Tamotsu commença à boire et à fumer trop, même s'il était déjà malade, il s’orienta vers une fin de vie autodestructrice. Il est mort en mai 1973, d'une hypertrophie du cœur. Weatherby était à l’étranger quand Tamotsu est mort. Après sa mort, ses amis découvrir dans son appartement que les appareils photos et tout son matériel technique avaient disparu, et qu’il ne restait que très peu de negatifs et de tirages.
Le corps de Yato fut incinéré et les cendres furent déposées dans un temple proche de l'endroit où il avait vécu avec Richie et Weatherby. On ne sait actuellement pas où elles sont.

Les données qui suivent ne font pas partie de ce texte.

//! Gallery management route handlers.
//!
//! Bulk uploads run concurrently, one task per file, and the page
//! reports per-file outcomes: a failure in the middle of a batch does
//! not hide which files made it. Nothing is rolled back - the listing
//! refresh after the batch shows exactly the rows that were inserted.

use askama::Template;
use askama_web::WebTemplate;
use axum::{
    Form,
    extract::{Multipart, Path, State},
    response::Redirect,
};
use serde::Deserialize;
use tokio::task::JoinSet;
use tracing::instrument;

use arcline_core::{GalleryPhoto, NewGalleryPhoto, seed};
use arcline_store::StoreClient;

use crate::editor::{self, UploadedFile};
use crate::error::Result;
use crate::filters;
use crate::middleware::RequireAdminAuth;
use crate::state::AppState;

/// Storage namespace for gallery photos.
const GALLERY_NAMESPACE: &str = "gallery";

/// Per-file outcome of a bulk upload.
#[derive(Debug, Default)]
pub struct BatchReport {
    /// File names stored and recorded.
    pub succeeded: Vec<String>,
    /// File names that failed, with the error shown to the operator.
    pub failed: Vec<(String, String)>,
}

impl BatchReport {
    fn from_results(results: Vec<(String, std::result::Result<String, String>)>) -> Self {
        let mut report = Self::default();
        for (name, outcome) in results {
            match outcome {
                Ok(_) => report.succeeded.push(name),
                Err(error) => report.failed.push((name, error)),
            }
        }
        report
    }

    #[must_use]
    pub fn has_failures(&self) -> bool {
        !self.failed.is_empty()
    }
}

/// Gallery page template.
#[derive(Template, WebTemplate)]
#[template(path = "gallery/index.html")]
pub struct GalleryTemplate {
    pub photos: Vec<GalleryPhoto>,
    /// Present right after a bulk upload.
    pub report: Option<BatchReport>,
    pub error: Option<String>,
    /// The one-shot seeding action is offered only for an empty gallery.
    pub can_seed: bool,
}

async fn listing(store: &StoreClient) -> (Vec<GalleryPhoto>, Option<String>) {
    match store.list_gallery().await {
        Ok(photos) => (photos, None),
        Err(error) => {
            tracing::error!(error = %error, "failed to list gallery");
            (Vec::new(), Some("Could not load the gallery.".to_string()))
        }
    }
}

/// Render the gallery listing.
///
/// GET /gallery
#[instrument(skip(admin, state))]
pub async fn index(
    RequireAdminAuth(admin): RequireAdminAuth,
    State(state): State<AppState>,
) -> GalleryTemplate {
    let store = state.store().authenticated(&admin.access_token);
    let (photos, error) = listing(&store).await;

    GalleryTemplate {
        can_seed: photos.is_empty() && error.is_none(),
        photos,
        report: None,
        error,
    }
}

/// One upload unit: store the blob, then record the row. Units are
/// independent; an earlier success is never undone by a later failure.
async fn upload_one(store: &StoreClient, file: UploadedFile) -> std::result::Result<String, String> {
    let url = store
        .upload_image(
            GALLERY_NAMESPACE,
            &file.filename,
            file.bytes,
            &file.content_type,
        )
        .await
        .map_err(|e| e.to_string())?;

    store
        .insert_gallery_photo(&NewGalleryPhoto { url: url.clone() })
        .await
        .map_err(|e| e.to_string())?;

    Ok(url)
}

/// Bulk upload: all files concurrently, listing refreshed only after
/// every unit has settled.
///
/// POST /gallery/upload
#[instrument(skip(admin, state, multipart))]
pub async fn upload(
    RequireAdminAuth(admin): RequireAdminAuth,
    State(state): State<AppState>,
    mut multipart: Multipart,
) -> Result<GalleryTemplate> {
    let store = state.store().authenticated(&admin.access_token);
    let (files, _fields) = editor::read_multipart(&mut multipart).await?;

    if files.is_empty() {
        let (photos, error) = listing(&store).await;
        return Ok(GalleryTemplate {
            can_seed: photos.is_empty() && error.is_none(),
            photos,
            report: None,
            error: error.or_else(|| Some("Choose at least one file.".to_string())),
        });
    }

    let mut tasks = JoinSet::new();
    for file in files {
        let store = store.clone();
        tasks.spawn(async move {
            let name = file.filename.clone();
            let outcome = upload_one(&store, file).await;
            (name, outcome)
        });
    }

    let mut results = Vec::new();
    while let Some(joined) = tasks.join_next().await {
        match joined {
            Ok(result) => results.push(result),
            Err(error) => results.push(("(upload task)".to_string(), Err(error.to_string()))),
        }
    }

    let report = BatchReport::from_results(results);
    if report.has_failures() {
        tracing::warn!(
            succeeded = report.succeeded.len(),
            failed = report.failed.len(),
            "gallery batch finished with failures"
        );
    }

    let (photos, error) = listing(&store).await;
    Ok(GalleryTemplate {
        can_seed: false,
        photos,
        report: Some(report),
        error,
    })
}

/// Insert the bundled photo list in one call.
///
/// POST /gallery/seed
#[instrument(skip(admin, state))]
pub async fn seed_photos(
    RequireAdminAuth(admin): RequireAdminAuth,
    State(state): State<AppState>,
) -> Result<Redirect> {
    let rows: Vec<NewGalleryPhoto> = seed::INITIAL_GALLERY_PATHS
        .iter()
        .map(|path| NewGalleryPhoto {
            url: (*path).to_string(),
        })
        .collect();

    state
        .store()
        .authenticated(&admin.access_token)
        .insert_gallery_photos(&rows)
        .await?;

    Ok(Redirect::to("/gallery"))
}

/// Delete form carries the photo's address so the handler can decide
/// whether the blob is ours to clean up.
#[derive(Debug, Deserialize)]
pub struct DeletePhotoForm {
    pub url: String,
}

/// Delete a photo row, then best-effort remove the blob - but only when
/// the address lies inside the managed gallery namespace. Seeded
/// relative paths and foreign hosts are left alone.
///
/// POST /gallery/{id}/delete
#[instrument(skip(admin, state, form))]
pub async fn delete(
    RequireAdminAuth(admin): RequireAdminAuth,
    State(state): State<AppState>,
    Path(id): Path<i64>,
    Form(form): Form<DeletePhotoForm>,
) -> Result<Redirect> {
    let store = state.store().authenticated(&admin.access_token);

    store.delete_gallery_photo(id).await?;

    if let Some(path) = store.object_path_from_public_url(&form.url)
        && path.starts_with(GALLERY_NAMESPACE)
        && let Err(error) = store.remove_objects(&[path]).await
    {
        tracing::warn!(error = %error, "blob cleanup failed; row already deleted");
    }

    Ok(Redirect::to("/gallery"))
}

#[cfg(test)]
mod tests {
    use super::*;

    #[test]
    fn batch_report_separates_outcomes() {
        let report = BatchReport::from_results(vec![
            ("a.jpg".to_string(), Ok("https://cdn/a.jpg".to_string())),
            ("b.jpg".to_string(), Err("quota exceeded".to_string())),
            ("c.jpg".to_string(), Ok("https://cdn/c.jpg".to_string())),
        ]);

        assert_eq!(report.succeeded, vec!["a.jpg", "c.jpg"]);
        assert_eq!(report.failed.len(), 1);
        assert_eq!(report.failed[0].0, "b.jpg");
        assert!(report.has_failures());
    }

    #[test]
    fn clean_batch_has_no_failures() {
        let report =
            BatchReport::from_results(vec![("a.jpg".to_string(), Ok("url".to_string()))]);
        assert!(!report.has_failures());
        assert_eq!(report.succeeded.len(), 1);
    }
}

Après sa mort un prétendu frère ordonna aux éditeurs de cesser de publier les photographies de son « frère ». Ses livres ne furent jamais réimprimés. Les négatifs et tirages restant sont gardés à Tokyo et San-Diego.
Otoko, 1972
Yato a dépeint une virilité japonaise particulière, ancrée dans la tradition japonaise mais échappant aux stéréotypes, et absolument contemporaine. "Jeunes Samouraï" a été une révolution dans la photographie japonaise. Avant 1966 aucun livre de photographie ressemblant même de loin à celui-ci n’a été publié au Japon.
Le concept de jeunes hommes japonais exposant la beauté de leur corps dans une telle collection de photos quasi-nues était totalement inconcevable. Aujourd'hui encore, il n'est pas entièrement accepté dans la culture japonaise que l'homme doit être fier de sa musculature et exposer son corps avec un tel exhibitionnisme.
Otoko, un homme si sensuel. Il tient bien son katana comme un phallus ferme et dur.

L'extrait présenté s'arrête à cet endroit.